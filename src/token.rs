//! API tokens issued to gateway users.

use crate::pagecache::{Item, Status};
use chrono::{TimeZone, Utc};
use serde::{Deserialize, Serialize};
use std::fmt;

/// One API token.
#[derive(Debug, Clone, PartialEq, Eq, Default, Serialize, Deserialize)]
#[serde(default)]
pub struct Token {
    /// Server-assigned id.
    pub id: i64,
    /// Display name.
    pub name: String,
    /// Current status. Expired and exhausted are set by the server.
    pub status: Status,
    /// Remaining quota in quota units.
    pub remain_quota: i64,
    /// Whether the quota is unlimited.
    pub unlimited_quota: bool,
    /// Unix seconds.
    pub created_time: i64,
    /// Unix seconds of the last use.
    pub accessed_time: i64,
    /// Unix seconds, -1 for never.
    pub expired_time: i64,
    /// Local tombstone; never sent by the server.
    #[serde(skip)]
    pub deleted: bool,
}

/// Columns a token table can be sorted by.
#[derive(Debug, Clone, Copy, PartialEq, Eq, Hash)]
pub enum TokenField {
    /// Token id.
    Id,
    /// Display name.
    Name,
    /// Status code.
    Status,
    /// Remaining quota.
    RemainQuota,
    /// Creation time.
    CreatedTime,
    /// Expiry time.
    ExpiredTime,
}

impl Token {
    /// Creates an enabled token that never expires.
    pub fn new(id: i64, name: impl Into<String>) -> Self {
        Self {
            id,
            name: name.into(),
            expired_time: -1,
            ..Self::default()
        }
    }

    /// Expiry as `YYYY-MM-DD HH:MM:SS` UTC, or `"never"`.
    pub fn expiry_label(&self) -> String {
        if self.expired_time == -1 {
            return "never".to_string();
        }
        match Utc.timestamp_opt(self.expired_time, 0).single() {
            Some(at) => at.format("%Y-%m-%d %H:%M:%S").to_string(),
            None => "invalid".to_string(),
        }
    }
}

impl Item for Token {
    type Id = i64;
    type Field = TokenField;

    fn id(&self) -> i64 {
        self.id
    }

    fn status(&self) -> Status {
        self.status
    }

    fn set_status(&mut self, status: Status) {
        self.status = status;
    }

    fn is_deleted(&self) -> bool {
        self.deleted
    }

    fn mark_deleted(&mut self) {
        self.deleted = true;
    }

    fn sort_key(&self, field: TokenField) -> String {
        match field {
            TokenField::Id => self.id.to_string(),
            TokenField::Name => self.name.clone(),
            TokenField::Status => self.status.sort_key(),
            TokenField::RemainQuota => self.remain_quota.to_string(),
            TokenField::CreatedTime => self.created_time.to_string(),
            TokenField::ExpiredTime => self.expired_time.to_string(),
        }
    }
}

impl fmt::Display for Token {
    fn fmt(&self, f: &mut fmt::Formatter<'_>) -> fmt::Result {
        let quota = if self.unlimited_quota {
            "unlimited".to_string()
        } else {
            self.remain_quota.to_string()
        };
        write!(
            f,
            "#{} {}  quota {}  expires {}",
            self.id,
            self.name,
            quota,
            self.expiry_label()
        )
    }
}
━━━━━━━━━━
*TASK OBJECTIVE:* Count how many lines in the data above hold "impl", and give that number by itself.

*TASK SOLUTION:* 4